Enjoying the air quality of the last few days?
If you do, keep finding opportunities to idle your vehicle as much as you can.
The fact we live in either the No. 1 or No. 2 worst air basin in the country depending upon the type of pollution isn’t debatable. Nor is the fact there has been a 97 percent reduction of the San Joaquin Valley exceeding one-hour ozone standards since 1995.
And while new federally imposed standards are impossible to meet even if you banned all gas or diesel powered vehicle movements in the nine county region, we still need to do better.
That said it is amazing the lip service paid by Manteca, Ripon, and Lathrop — and all other cities in the San Joaquin Valley — to air quality attainment goals adopted in state-mandated general plans that serve as blueprints for growth. Part of it has to do with the fuzziness of the goals and part of it has to with to the lack of political will.
The biggest ways to reduce ozone pollution aren’t exact a secret. They involve refraining from idling vehicles when dropping off or picking up students, carpooling, public transit, and refraining from using drive-through services.
A repertoire of illness such as asthma and other breathing disorders are attributed to high levels of air pollution significantly made worse when we reach Air Alert status as we have since Monday.
If drive-thru facilities have been identified as being a primary source of idling that make the ozone layer worse, why not ban any new ones outright? Instead cities like Manteca keep adding them. Outlawing drive-thru windows, though, would be about as easy as getting people to sit still for the city doing away with residents being able to have dogs and cats. It isn’t going to happen.
So why not adopt an ordinance that addresses those days when Air Alerts are projected and force the temporarily closure of drive-thru facilities as a health and safety issue?
The conditions that set up an Air Alert based on ozone problems typically happen near the end of summer when Mother Nature combined with back-to-school traffic spikes air woes. Currently that is less than a half dozen days a year although it will get worse as the valley grows.
Would three to six days a year of not being able to use drive-thru windows kill us?
With today’s technologies businesses with drive-thru windows could easily be notified. Code enforcement officers could be assigned exclusively to enforcing the drive-thru closure rule on Air Alert days. The city could make the incentive for compliance high by establishing fines of $25 for every vehicle spotted by code enforcement using a drive-thru window. Those fees would be assessed against the business.
Public schools are a different animal since much of what they do is out of the city’s jurisdiction and under state control. Pressure should be placed on the school board to come up with a solution. As for private schools such as St. Anthony’s, all you have to do is try to drive down Fremont Street when school lets out to understand the problem. Vehicles are lined up in both directions on the street trying to turn into the parking lot effectively blocking through traffic. The stop and go movements is vehicle idling at its worst.

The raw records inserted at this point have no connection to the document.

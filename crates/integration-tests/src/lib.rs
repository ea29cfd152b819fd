//! Integration tests for Tandem.
//!
//! These tests exercise the gallery subsystem across crate boundaries
//! without a database or network:
//!
//! - `gallery_invariants` - the single-primary invariant over operation
//!   sequences and the persisted wire shape
//! - `gallery_editor_session` - concurrent upload completions, cancellation,
//!   and save/retry behavior of the editing session
//! - `transcode` - the image normalization contract
//!
//! # Running Tests
//!
//! ```bash
//! cargo test -p tandem-integration-tests
//! ```

#![cfg_attr(not(test), forbid(unsafe_code))]
//! Product detail route with the gallery viewer.
//!
//! The viewer is strictly read-only: picking a thumbnail only changes which
//! image is currently shown (the `?image=` query parameter), never the
//! gallery itself. The initially shown image is whatever
//! `Gallery::display_asset` resolves - primary if flagged, first as the
//! defensive fallback, a title-keyed placeholder if the gallery is empty.

use askama::Template;
use askama_web::WebTemplate;
use axum::extract::{Path, Query, State};
use rust_decimal::Decimal;
use serde::Deserialize;
use tracing::instrument;

use tandem_core::{Product, ProductId};

use crate::error::AppError;
use crate::filters;
use crate::state::AppState;

/// Product card for listing grids.
#[derive(Debug, Clone)]
pub struct CardView {
    pub id: i32,
    pub title: String,
    pub category: String,
    pub price: String,
    pub for_him: Option<String>,
    pub for_her: Option<String>,
    pub cover_url: Option<String>,
    /// Placeholder letter when the gallery is empty.
    pub initial: String,
}

/// One thumbnail in the viewer strip.
#[derive(Debug, Clone)]
pub struct ThumbView {
    pub index: usize,
    pub url: String,
    pub selected: bool,
}

/// Full product detail for the viewer page.
#[derive(Debug, Clone)]
pub struct ProductDetailView {
    pub id: i32,
    pub title: String,
    pub category: String,
    pub description: Option<String>,
    pub materials: Option<String>,
    pub sizing: Option<String>,
    pub care_instructions: Option<String>,
    pub for_him: Option<String>,
    pub for_her: Option<String>,
    pub price: String,
    pub purchase_link: Option<String>,
    /// Currently shown image, `None` for an empty gallery.
    pub shown_url: Option<String>,
    pub thumbs: Vec<ThumbView>,
    /// Placeholder letter when the gallery is empty.
    pub initial: String,
}

/// Viewer query parameters.
#[derive(Debug, Deserialize)]
pub struct ViewerQuery {
    /// Selected thumbnail index; out-of-range values fall back to the
    /// display asset.
    pub image: Option<usize>,
}

/// Product detail page template.
#[derive(Template, WebTemplate)]
#[template(path = "products/show.html")]
pub struct ProductShowTemplate {
    pub product: ProductDetailView,
}

// =============================================================================
// Type Conversions
// =============================================================================

/// Format an optional price as whole-unit rupiah with dot separators.
fn format_price(price: Option<Decimal>) -> String {
    price.map_or_else(
        || "Segera hadir".to_string(),
        |amount| {
            let whole = amount.trunc().to_string();
            let digits: Vec<char> = whole.chars().collect();
            let mut grouped = String::new();
            for (i, c) in digits.iter().enumerate() {
                if i > 0 && (digits.len() - i) % 3 == 0 && c.is_ascii_digit() {
                    grouped.push('.');
                }
                grouped.push(*c);
            }
            format!("Rp {grouped}")
        },
    )
}

/// Uppercase first letter of a title, for empty-gallery placeholders.
fn title_initial(title: &str) -> String {
    title
        .trim()
        .chars()
        .next()
        .map(|c| c.to_uppercase().to_string())
        .unwrap_or_else(|| "•".to_string())
}

/// Build listing cards; each card's image is the gallery's display asset.
pub fn card_views<'a>(products: impl Iterator<Item = &'a Product>) -> Vec<CardView> {
    products
        .map(|product| CardView {
            id: product.id.map_or(0, |id| id.as_i32()),
            title: product.title.clone(),
            category: product.category.label().to_string(),
            price: format_price(product.price),
            for_him: product.for_him.clone(),
            for_her: product.for_her.clone(),
            cover_url: product
                .gallery
                .display_asset()
                .map(|asset| asset.locator.as_str().to_string()),
            initial: title_initial(&product.title),
        })
        .collect()
}

/// Resolve the viewer state for a product and an optional selection.
fn detail_view(product: &Product, requested: Option<usize>) -> ProductDetailView {
    let assets = product.gallery.assets();

    // A selection only holds if it points at a real asset; anything else
    // falls back to the display asset so the page always has a cover.
    let selected = requested
        .filter(|&index| index < assets.len())
        .or_else(|| product.gallery.display_index());

    let shown_url = selected
        .and_then(|index| assets.get(index))
        .map(|asset| asset.locator.as_str().to_string());

    let thumbs = assets
        .iter()
        .enumerate()
        .map(|(index, asset)| ThumbView {
            index,
            url: asset.locator.as_str().to_string(),
            selected: Some(index) == selected,
        })
        .collect();

    ProductDetailView {
        id: product.id.map_or(0, |id| id.as_i32()),
        title: product.title.clone(),
        category: product.category.label().to_string(),
        description: product.description.clone(),
        materials: product.materials.clone(),
        sizing: product.sizing.clone(),
        care_instructions: product.care_instructions.clone(),
        for_him: product.for_him.clone(),
        for_her: product.for_her.clone(),
        price: format_price(product.price),
        purchase_link: product.purchase_link.clone(),
        shown_url,
        thumbs,
        initial: title_initial(&product.title),
    }
}

// =============================================================================
// Handlers
// =============================================================================

/// Product detail page with the gallery viewer.
#[instrument(skip(state))]
pub async fn show(
    State(state): State<AppState>,
    Path(id): Path<i32>,
    Query(query): Query<ViewerQuery>,
) -> Result<ProductShowTemplate, AppError> {
    let id = ProductId::new(id);

    let product = state
        .catalog()
        .product(id)
        .await?
        .ok_or_else(|| AppError::NotFound(format!("product {id}")))?;

    Ok(ProductShowTemplate {
        product: detail_view(&product, query.image),
    })
}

The way for cities to reduce long-term ozone issues are obvious. Passive solutions such as roundabouts where feasible end the stop-and-go traffic movement that traffic lights and four-way stops create.

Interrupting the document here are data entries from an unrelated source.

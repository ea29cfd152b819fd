//! Product category - a closed set of collections.

use serde::{Deserialize, Serialize};

/// Catalog collection a product belongs to.
///
/// Stored as lowercase text in the record store; parsing an unknown value
/// is a data-corruption error on the read path, never a panic.
#[derive(Debug, Clone, Copy, PartialEq, Eq, Hash, Serialize, Deserialize, Default)]
#[serde(rename_all = "lowercase")]
pub enum Category {
    #[default]
    Casual,
    Classic,
    Limited,
}

impl Category {
    /// All categories, in display order.
    pub const ALL: [Self; 3] = [Self::Casual, Self::Classic, Self::Limited];

    /// Stable lowercase name, as persisted.
    #[must_use]
    pub const fn as_str(self) -> &'static str {
        match self {
            Self::Casual => "casual",
            Self::Classic => "classic",
            Self::Limited => "limited",
        }
    }

    /// Human-facing label for templates.
    #[must_use]
    pub const fn label(self) -> &'static str {
        match self {
            Self::Casual => "Casual",
            Self::Classic => "Classic",
            Self::Limited => "Limited",
        }
    }
}

impl std::fmt::Display for Category {
    fn fmt(&self, f: &mut std::fmt::Formatter<'_>) -> std::fmt::Result {
        f.write_str(self.as_str())
    }
}

impl std::str::FromStr for Category {
    type Err = String;

    fn from_str(s: &str) -> Result<Self, Self::Err> {
        match s {
            "casual" => Ok(Self::Casual),
            "classic" => Ok(Self::Classic),
            "limited" => Ok(Self::Limited),
            _ => Err(format!("invalid category: {s}")),
        }
    }
}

If staff fails to do so, the Manteca Planning Commission needs to push roundabouts at every opportunity. There is no debate whether the commission has such authority. It is suppose to make sure that projects comply with the general plan. Unless all that verbiage about air quality and ways of reducing pollution through such elements as development design and roundabouts are hogwash, the commission has a legal obligation to put its collective foot down.
With 1,156 homes proposed in the same area in southeast Manteca there will surely be intersections with significant traffic controlled by stop signs in all directions or traffic signals. If projections warrant such controls at Pillsbury Road and Woodward Avenue a roundabout would be a better answer. And why not use roundabouts when possible on the extension of major roads in the Austin Road Business Park?
Manteca’s elected leaders and others in the region should join forces to pressure the state to eliminate one of the biggest sources of stop and go driving in the area — Deadman’s Curve on the eastbound 120 Bypass transition to southbound Highway 99. Not only is it a safety hazard for traffic coming to a stop and then starting up and stopping again like a giant Slinky but it also adds unnecessarily to the valley’s ozone woes.
And if we do exceed the ozone level as established by the federal government, we are going to pay for it immediately in the form of increased fees on business and a $12 surcharge on the annual registration of any vehicle garaged in the nine-county San Joaquin Valley.
Violate the ozone levels enough and the San Joaquin Valley loses all federal highway and transit funds except, of course, for the high speed rail.